Er steckte sich eine Zigarre an und setzte sich in seinen Lehnstuhl, den, in dem er immer saß, wenn schwierige Fälle zu überdenken waren.

Er war einstweilen noch immer geneigt, an eine Sinnestäuschung zu glauben, so unglaublich war dies zweimalige Begegnen innerhalb einer Stunde und an ganz verschiedenen, voneinander weitab gelegenen Plätzen. Aber einmal gab es für ihn keine Sinnestäuschungen und durfte es keine geben; und dann wußte er, daß er sich nicht irrte. Es war dieselbe Haltung, es war dasselbe Gesicht gewesen, das er jetzt schon genügend kannte, um sich in ihm nicht mehr zu irren – ein glattrasiertes, schmales Gesicht, mit einem seltsam harten Zug um den Mund. Es war derselbe, etwas starke Hinterkopf mit den blonden Haaren. Er kannte das Gesicht, bis auf die Farbe der Augen. Nur deren Aufschlag hatte er noch nie gesehen. Er war ihrem Blick noch nie begegnet. Es war, als wichen sie ihm aus, in ihrem starren Vorsichhinbrüten auf der Bank, in ihrem Uberihnhinwegsehen beim Vorbeischreiten.

An der Identität der Person war also nicht zu zweifeln.

Er zwang seine Gedanken zu der gewohnten, kühlen Überlegung.

Dies war ein Fall – zweifellos. Fälle waren dazu da, um geklärt zu werden. Er, sie zu klären.

Er rekapitulierte schnell:

Erstens: ein junger, ihm völlig unbekannter Mensch war vor einer Reihe von Wochen hier, vor seinem Hause, an ihm vorbeigegangen, näher als nötig, doch ohne ihn anzusehen, zu grüßen oder ihn sonstwie zu beachten.
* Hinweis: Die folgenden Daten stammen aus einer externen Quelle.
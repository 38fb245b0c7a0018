mod common;

use common::{make_ca, make_crl, make_crl_pem, RevokedSpec};
use rcgen::RevocationReason;
use revoq_client::crl::{parse_crl, ReasonCode};
use revoq_client::RevocationError;

#[test]
fn parses_der_crl_fields() {
    let ca = make_ca("Test CA");
    let der = make_crl(
        &ca,
        10,
        &[RevokedSpec {
            serial: vec![0xc0, 0xff, 0xee],
            reason: Some(RevocationReason::KeyCompromise),
        }],
        -3600,
        3600,
    );

    let crl = parse_crl(&der).unwrap();
    assert!(crl.issuer.contains("Test CA"));
    assert_eq!(crl.crl_number, 10);
    assert_eq!(crl.entries.len(), 1);

    let entry = crl.entries.get("c0ffee").expect("revoked serial present");
    assert_eq!(entry.reason, Some(ReasonCode::KeyCompromise));
    assert!(crl.next_update.is_some());
    assert!(crl.this_update <= std::time::SystemTime::now());
}

#[test]
fn captures_exact_tbs_span_and_signature() {
    let ca = make_ca("Span CA");
    let der = make_crl(&ca, 1, &[], -60, 3600);
    let crl = parse_crl(&der).unwrap();

    let tbs = crl.tbs_bytes().expect("tbs bytes captured");
    // tbsCertList is a SEQUENCE starting right after the outer header
    assert_eq!(tbs[0], 0x30);
    assert!(tbs.len() < der.len());
    // The span points into the original buffer, not a re-encoding
    let range = crl.tbs_range.clone().unwrap();
    assert_eq!(&der[range], tbs);

    // ecdsa-with-SHA256
    assert_eq!(crl.signature_alg.as_deref(), Some("1.2.840.10045.4.3.2"));
    assert!(crl.signature.as_ref().is_some_and(|sig| !sig.is_empty()));
}

#[test]
fn pem_envelope_preserves_der_payload() {
    let ca = make_ca("Pem CA");
    let pem_text = make_crl_pem(&ca, 3, &[]);
    assert!(pem_text.starts_with("-----BEGIN X509 CRL-----"));

    let from_pem = parse_crl(pem_text.as_bytes()).unwrap();
    // The decoded payload is byte-identical to the DER the envelope wraps
    let reparsed = parse_crl(&from_pem.raw).unwrap();
    assert_eq!(from_pem.raw, reparsed.raw);
    assert_eq!(from_pem.crl_number, 3);
    assert_eq!(from_pem.tbs_bytes(), reparsed.tbs_bytes());
}

#[test]
fn empty_crl_has_no_entries() {
    let ca = make_ca("Empty CA");
    let crl = parse_crl(&make_crl(&ca, 5, &[], -3600, 3600)).unwrap();
    assert!(crl.entries.is_empty());
    assert!(crl.entry_for_serial(&[0x1a]).is_none());
}

#[test]
fn entry_lookup_normalizes_serial_encoding() {
    let ca = make_ca("Serial CA");
    let crl = parse_crl(&make_crl(
        &ca,
        2,
        &[RevokedSpec {
            serial: vec![0x1a],
            reason: None,
        }],
        -3600,
        3600,
    ))
    .unwrap();

    // Lookup with a leading-zero encoding of the same number still hits
    assert!(crl.entry_for_serial(&[0x1a]).is_some());
    assert!(crl.entry_for_serial(&[0x00, 0x1a]).is_some());
    assert!(crl.entry_for_serial(&[0x1b]).is_none());
}

#[test]
fn remove_from_crl_reason_is_preserved() {
    let ca = make_ca("Hold CA");
    let crl = parse_crl(&make_crl(
        &ca,
        7,
        &[RevokedSpec {
            serial: vec![0x42],
            reason: Some(RevocationReason::RemoveFromCrl),
        }],
        -3600,
        3600,
    ))
    .unwrap();

    let entry = crl.entry_for_serial(&[0x42]).unwrap();
    assert_eq!(entry.reason, Some(ReasonCode::RemoveFromCrl));
    assert!(entry.reason.unwrap().is_removal());
}

#[test]
fn expiry_accessors_follow_next_update() {
    let ca = make_ca("Expiry CA");
    let fresh = parse_crl(&make_crl(&ca, 1, &[], -3600, 3600)).unwrap();
    let now = std::time::SystemTime::now();
    assert!(!fresh.is_expired(now));
    assert!(!fresh.is_not_yet_valid(now));

    let expired = parse_crl(&make_crl(&ca, 2, &[], -7200, -3600)).unwrap();
    assert!(expired.is_expired(now));

    let future = parse_crl(&make_crl(&ca, 3, &[], 3600, 7200)).unwrap();
    assert!(future.is_not_yet_valid(now));
}

#[test]
fn rejects_wrong_pem_label() {
    let err = parse_crl(b"-----BEGIN CERTIFICATE-----\nAAAA\n-----END CERTIFICATE-----\n")
        .unwrap_err();
    assert!(matches!(err, RevocationError::Parse(_)));
    assert!(err.to_string().contains("invalid PEM envelope"));
}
Das konnten – im Zusammenklang mit schlechten Manieren – Zufälligkeiten gewesen sein.

Zweitens: dieser selbe Mensch hatte sodann des öfteren auf einer Bank, seinem Haus gegenüber, gesessen und war einmal, nachdem er gerade angelangt war, auf dieses sein Haus zugegangen, ohne es indessen zu betreten oder sich sonst bemerkbar zu machen. Das konnte, wenn auch kaum mehr durch einen Zufall, so doch durch andere Gründe erklärt werden, die er sich bereits damals zurechtgelegt – Entschluß, ihm einen Besuch abzustatten; plötzliches Versagen des Willens im letzten Augenblick; Schuldgefühl und Angst.

(Dagegen sprach: die unbekümmerte Haltung, die, statt seinen Blick mit stummer Bitte auf sich zu lenken, vielmehr – und fast ostentativ – bekundete, daß er ihn nicht sah und nicht wünschte, gesehen oder angesprochen und gefragt zu werden.)

Drittens: ebenderselbe junge Mann hatte in den nächsten Wochen oft stundenlang und bei ungünstigstem Wetter, Tag für Tag, auf derselben Bank gesessen, immer in derselben abweisenden Haltung und war immer verschwunden, sobald er zu Hause angelangt war. Das war merkwürdig. Es war zum mindesten auffallend.

Viertens: immer derselbe war dann wieder mehrere Male am selben Ort und fast (aber nicht immer) zu gleicher Zeit an ihm vorbeigegangen, diesmal aber nicht langsam und nah, sondern in wiederum auffälliger Entfernung und stets so schnell, daß er hätte laufen müssen, um ihn noch einzuholen. Er hatte seine herausfordernden Blicke, sein Stehenbleiben und Nachblicken in gewohnter Weise ignoriert. Das war auffällig, sehr auffällig sogar.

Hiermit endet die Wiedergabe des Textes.